## Aim of the task
Could you count the lines in the data that contain "EventReceiver"? Reply with the number only.

## Records for this task
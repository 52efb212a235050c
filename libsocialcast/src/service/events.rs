//! Progress event bus
//!
//! In-process broadcast of session and dispatch progress. Emitting never
//! blocks: with no subscribers the event is dropped, and a lagging
//! subscriber loses the oldest events rather than stalling a dispatch.
//!
//! ```no_run
//! use libsocialcast::service::events::{Event, EventBus};
//!
//! # async fn example() {
//! let bus = EventBus::new(100);
//! let mut receiver = bus.subscribe();
//!
//! bus.emit(Event::SessionReady {
//!     account_id: "acct-1".to_string(),
//! });
//!
//! if let Ok(event) = receiver.recv().await {
//!     println!("{:?}", event);
//! }
//! # }
//! ```

use serde::{Deserialize, Serialize};
use tokio::sync::broadcast;

use crate::types::{CampaignStatus, PostStatus};

pub type EventReceiver = broadcast::Receiver<Event>;

#[derive(Clone)]
pub struct EventBus {
    sender: broadcast::Sender<Event>,
}

impl EventBus {
    /// `capacity` is the per-subscriber buffer before lagging kicks in
    pub fn new(capacity: usize) -> Self {
        let (sender, _) = broadcast::channel(capacity);
        Self { sender }
    }

    pub fn subscribe(&self) -> EventReceiver {
        self.sender.subscribe()
    }

    pub fn emit(&self, event: Event) {
        // Err only means nobody is listening
        let _ = self.sender.send(event);
    }

    pub fn subscriber_count(&self) -> usize {
        self.sender.receiver_count()
    }
}

impl Default for EventBus {
    fn default() -> Self {
        Self::new(256)
    }
}

#[derive(Debug, Clone, PartialEq, Serialize, Deserialize)]
#[serde(tag = "type", rename_all = "snake_case")]
pub enum Event {
    /// Login for an account is waiting on a QR scan
    SessionQr { account_id: String, code: String },

    SessionReady { account_id: String },

    SessionDisconnected { account_id: String, reason: String },

    CampaignStarted {
        campaign_id: String,
        target_count: usize,
    },

    /// One target handled; `sent` counts successful sends so far
    CampaignProgress {
        campaign_id: String,
        target: String,
        sent: usize,
        total: usize,
    },

    CampaignFinished {
        campaign_id: String,
        status: CampaignStatus,
        sent: usize,
        error: Option<String>,
    },

    PostProcessed {
        post_id: String,
        status: PostStatus,
        error: Option<String>,
    },
}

## Written answer
2